Баба Катя залепетала, что только с пятого сентября ей будут за нас платить, а она рассчитывала, что сразу, поэтому особых угощений не припасла. Ни коровы, ни даже задрипанной козочки она не держала. Попили непонятного чая с серым хлебом и улеглись на боковую на соломенные тюфяки, не раздеваясь. К утру еле встали, так отдавили себе все места. Кляня всё на свете - и эту бабку жадную, и эту деревню, - неохотно поплелись на ток. Ко всем радостям заморосил дождик. Стало холодно и сыро, похоже, ночью вообще подморозило. На току нас ждала громадная гора кукурузных початков, которые нужно очищать от уже подгнивших скользких листьев и мокрых вонючих волос голыми руками. Очищенные початки перетаскивать поближе к громыхающей дробильной машине, под навес. Эта зараза с такой скоростью перемалывала качаны, что за ней мы просто не поспевали.
В полдень привезли обед. На первое редкая жижа, в которой непонятно что плавало, кости без всякого намека на мясо, видно, обглодали еще до нас. На второе макароны, здесь мясо было, очень тонкий кусок, залитый подливой, жесткое, еле разгрызли. Никаких кружек, тем более стаканов, в эти же немытые после супа миски нам налили компот из сухофруктов. Мужик с дробилки, глядя на нас, ухмыльнулся: ну что, девчата, рубай компот вилкой, он жирный. Где он вилки увидел, хорошо хоть ложки дали, а эту жирную гадость пить было неприятно.

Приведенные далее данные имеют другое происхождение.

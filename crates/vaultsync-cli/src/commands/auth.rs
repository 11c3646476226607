//! Auth commands - import, status and logout
//!
//! Sign-in happens outside VaultSync. `import` stores tokens obtained
//! elsewhere in the system keyring; the engine refreshes them from there.

use std::io::Read;
use std::path::{Path, PathBuf};

use anyhow::{bail, Context, Result};
use chrono::{Duration, Utc};
use clap::Subcommand;
use tracing::info;

use vaultsync_core::ports::{IAuthProvider, Tokens};
use vaultsync_graph::auth::{KeyringTokenStorage, TokenStorage};

use super::CliContext;
use crate::output::{get_formatter, OutputFormat};

#[derive(Debug, Subcommand)]
pub enum AuthCommand {
    /// Store externally obtained tokens in the system keyring
    Import {
        /// JSON file with access_token, refresh_token and expires_at ("-" for stdin)
        #[arg(long, conflicts_with = "access_token")]
        file: Option<PathBuf>,

        /// Bearer access token
        #[arg(long)]
        access_token: Option<String>,

        /// Refresh token, enables automatic renewal
        #[arg(long, requires = "access_token")]
        refresh_token: Option<String>,

        /// Seconds until the access token expires
        #[arg(long, default_value_t = 3600, requires = "access_token")]
        expires_in: i64,
    },
    /// Check authentication status
    Status,
    /// Remove stored credentials
    Logout,
}

impl AuthCommand {
    pub async fn execute(&self, ctx: &CliContext) -> Result<()> {
        match self {
            AuthCommand::Import {
                file,
                access_token,
                refresh_token,
                expires_in,
            } => {
                let tokens = match (file, access_token) {
                    (Some(path), _) => read_tokens(path)?,
                    (None, Some(access_token)) => Tokens {
                        access_token: access_token.clone(),
                        refresh_token: refresh_token.clone(),
                        expires_at: Utc::now() + Duration::seconds(*expires_in),
                    },
                    (None, None) => bail!("Pass --file or --access-token"),
                };
                import(ctx, &tokens)
            }
            AuthCommand::Status => status(ctx).await,
            AuthCommand::Logout => logout(ctx),
        }
    }
}

fn read_tokens(path: &Path) -> Result<Tokens> {
    let json = if path.as_os_str() == "-" {
        let mut buf = String::new();
        std::io::stdin()
            .read_to_string(&mut buf)
            .context("Failed to read tokens from stdin")?;
        buf
    } else {
        std::fs::read_to_string(path)
            .with_context(|| format!("Failed to read {}", path.display()))?
    };
    serde_json::from_str(&json).context("Token file is not valid JSON of the expected shape")
}

fn import(ctx: &CliContext, tokens: &Tokens) -> Result<()> {
    let fmt = get_formatter(ctx.format);
    if tokens.access_token.trim().is_empty() {
        bail!("Access token is empty");
    }

    ctx.auth_provider()?
        .import(tokens)
        .context("Failed to store tokens in keyring")?;
    info!(account = %ctx.config.auth.account, "Imported tokens");

    fmt.success(&format!(
        "Tokens stored for account '{}' (expires {})",
        ctx.config.auth.account,
        tokens.expires_at.format("%Y-%m-%d %H:%M UTC")
    ));
    if tokens.refresh_token.is_some() && ctx.config.auth.app_id.is_none() {
        fmt.warn("auth.app_id is not set; the refresh token cannot be used");
    }
    Ok(())
}

async fn status(ctx: &CliContext) -> Result<()> {
    let fmt = get_formatter(ctx.format);
    let account = &ctx.config.auth.account;
    let stored = KeyringTokenStorage::new(account.clone()).load()?;
    let status = ctx.auth_provider()?.status().await;

    if ctx.format == OutputFormat::Json {
        fmt.print_json(&serde_json::json!({
            "account": account,
            "status": status,
            "expires_at": stored.as_ref().map(|t| t.expires_at.to_rfc3339()),
            "refreshable": stored.as_ref().is_some_and(|t| t.refresh_token.is_some()),
        }));
        return Ok(());
    }

    match stored {
        None => fmt.warn(&format!("No tokens stored for account '{account}'")),
        Some(tokens) => {
            if status.allows_sync() {
                fmt.success(&format!("Account '{account}': {status}"));
            } else {
                fmt.warn(&format!("Account '{account}': {status}"));
            }
            fmt.info(&format!(
                "Expires: {}",
                tokens.expires_at.format("%Y-%m-%d %H:%M:%S UTC")
            ));
            fmt.info(&format!(
                "Refresh: {}",
                if tokens.refresh_token.is_some() { "available" } else { "none" }
            ));
        }
    }
    Ok(())
}

fn logout(ctx: &CliContext) -> Result<()> {
    let fmt = get_formatter(ctx.format);
    ctx.auth_provider()?
        .sign_out()
        .context("Failed to clear tokens from keyring")?;
    info!(account = %ctx.config.auth.account, "Signed out");
    fmt.success("Signed out");
    Ok(())
}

Дождь продолжал нудно хлестать, работавшие вместе с нами колхозники оставили остатки обеда нам на ужин вместе с кастрюлями, а сами смылись. Ещё пару часов мы зачищали эти початки, дядька на дробилке матюкался на нас - медленно все делаем, не обеспечиваем ему фронт работ. «Жрёте больше, чем робите», - и погнал нас с тока. Только через два дня выглянуло солнышко, немного подсушило верхний слой этой необъятной горы, полегчало, но рук и пальцев все равно мы не чувствовали. А тут еще подкатил трактор с прицепом забирать зерно. Сидят два бугая в кабине, курят, а мы ломаемся, грузим. Одна из девчонок, которая постарше, стала шуметь: женщинам больше пятнадцати килограммов поднимать не положено. А им по фигу трудовое законодательство: давай - и все. Раз так, мы мешки заполнили на треть, терпимо закидывать, и улеглись загорать. Они нас с молотильщиком отборным матом и стращать, что хер нам жрать будут возить. Здесь уж и мы не выдержали, вовсе сорвались и открытым текстом послала их на х... и еще кое-что добавили. Решили вернуться в институт, и пусть наш деканат с этими сволочами-бездельниками разбирается. Нашли дурочек, сами палец о палец не ударяют, на чужом горбу хотят в рай въехать, деньжат заработать. Хер вам, а не деньги за наш счет.
Устало плелись к своей хозяйке, но и тут нас ждала очередная порция неприятностей. Рядом с её хаткой был небольшой огородик, полностью перекопанный и даже грабельками проутюженный. Полсоточки чёрной земли под граблями были так художественно оформлены, что мы подолгу ими любовались. Про себя подумала: старухе нечего делать, вот она этим и занимается. Чуть поодаль начинался её виноградник с пожухлыми уже листьями и гроздьями чёрного мелкого винограда. Она нас, когда мы только приехали, им угостила и предупредила, чтобы сами не тырили и вообще туда не шастали. Мы ещё посмеялись, попробовав этот подарок природы, его есть можно только со страшной голодухи или по приговору самого сурового суда, не иначе. Так и стояла тарелка целый вечер в сенях, к ней никто не притронулся. Бабка её унесла и больше не предлагала.